Twitter sentiment analysis and classification

Rohan Paris
16 min readJul 24, 2022

--

This is a multiclass classification problem and to solve it I have performed text cleaning, analysis, and classification based on the sentiments.

Table of Contents:
1. Business Problem
2. Dataset Information
3. Evaluation Metrics
4. EDA
5. Data Preprocessing
6. Model Building
7. Conclusion and Future scope
8. Code links

1. Business Problem

This case study is based on Kaggle’s Twitter Sentiment Analysis dataset. This project aims to perform different text cleaning techniques to extract relevant information from the Tweets. Given a message and an entity, the task is to judge the message's sentiment about the topic.

2. Dataset Information

  • The dataset can be downloaded from this Kaggle link.
  • The dataset contains 74682 rows and 4 columns.
  • I have renamed the dataset’s column to {0:’Tweet_ID’, 1:’Topic’, 2:’Sentiment’, 3:’Tweet’} to get a better sense of the data.
  • As the name suggests ‘Tweet_ID’ feature contains the tweet’s ID.
    The ‘Topic’ feature gives the topic of the tweet.
    The ‘Tweet’ feature contains the tweet’s contents.
  • The target feature ‘Sentiment’ has four classes namely ‘Positive’, ‘Negative’, ‘Neutral’, and ‘Irrelevant’.
  • As seen from the above graphs, this is a balanced dataset.
  • Following libraries have been used to complete this project.
#Data-preprocessing libraries
import pandas as pd
import numpy as np

#Text processing libraries
import re
import nltk
from nltk.corpus import stopwords
from nltk.stem import WordNetLemmatizer
from sklearn.feature_extraction.text import TfidfVectorizer #feature extraction

#Load data-visualization libraries
import matplotlib.pyplot as plt
import seaborn as sns
from wordcloud import WordCloud

#model building
from sklearn.model_selection import train_test_split
from sklearn.linear_model import LogisticRegression
from sklearn.tree import DecisionTreeClassifier
from sklearn.ensemble import RandomForestClassifier
from sklearn.naive_bayes import MultinomialNB

#evaluation metrics
from sklearn.metrics import confusion_matrix,f1_score,accuracy_score

nltk.download('stopwords')
stop_words = set(stopwords.words('english'))

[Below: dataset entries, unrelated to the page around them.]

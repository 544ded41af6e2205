//! Game Store - document collections for the game backend
//!
//! This crate provides the persistence adapter used by the services:
//! - A `Collection` trait: insert, filtered find, sort, update-by-id and an
//!   atomic conditional upsert
//! - In-memory collections backed by DashMap
//! - Disk-backed collections using the sled embedded database

pub mod collection;
pub mod document;
pub mod memory;
pub mod persistence;

pub use collection::{Collection, StoreError, StoreResult, Upsert, WriteOp};
pub use document::{DocumentId, Stored};
pub use memory::MemoryCollection;
pub use persistence::{SledCollection, SledStore};

/// Collection holding leaderboard entries
pub const LEADERBOARD_COLLECTION: &str = "leaderboard";

/// Collection holding destroyed-ship events
pub const DESTROYED_SHIPS_COLLECTION: &str = "destroyed_ships";
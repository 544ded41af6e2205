//! API errors and their HTTP mapping

use axum::{
    extract::rejection::JsonRejection,
    http::StatusCode,
    response::{IntoResponse, Response},
    BoxError, Json,
};
use game_service::ServiceError;
use serde_json::json;
use tower::timeout::error::Elapsed;

#[derive(Debug, thiserror::Error)]
pub enum ApiError {
    #[error(transparent)]
    Service(#[from] ServiceError),
    #[error("Invalid JSON body: {0}")]
    MalformedBody(String),
    #[error("Request timed out")]
    Timeout,
    #[error("Unhandled middleware error: {0}")]
    Middleware(String),
}

impl From<JsonRejection> for ApiError {
    fn from(rejection: JsonRejection) -> Self {
        ApiError::MalformedBody(rejection.body_text())
    }
}

impl ApiError {
    /// Not-found is reported as 400, like every other client error
    pub fn status(&self) -> StatusCode {
        match self {
            ApiError::Service(ServiceError::Internal(_)) | ApiError::Middleware(_) => {
                StatusCode::INTERNAL_SERVER_ERROR
            }
            ApiError::Timeout => StatusCode::REQUEST_TIMEOUT,
            ApiError::Service(ServiceError::InvalidArgument(_))
            | ApiError::Service(ServiceError::NotFound(_))
            | ApiError::MalformedBody(_) => StatusCode::BAD_REQUEST,
        }
    }
}

impl IntoResponse for ApiError {
    fn into_response(self) -> Response {
        let status = self.status();
        if status.is_server_error() {
            tracing::error!("Request failed: {}", self);
        } else {
            tracing::debug!("Request rejected: {}", self);
        }
        (status, Json(json!({ "error": self.to_string() }))).into_response()
    }
}

/// Turns errors raised by the router's tower layers into JSON responses
pub async fn handle_layer_error(err: BoxError) -> ApiError {
    if err.is::<Elapsed>() {
        ApiError::Timeout
    } else {
        ApiError::Middleware(err.to_string())
    }
}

lemmatizer = WordNetLemmatizer()

pd.pandas.set_option('display.max_columns',None)

3. Evaluation Metrics

As this is a multiclass classification problem, we will evaluate the model’s performance based on the weighted F1 score.

In the above equation, W stands for the normalized weight of each class.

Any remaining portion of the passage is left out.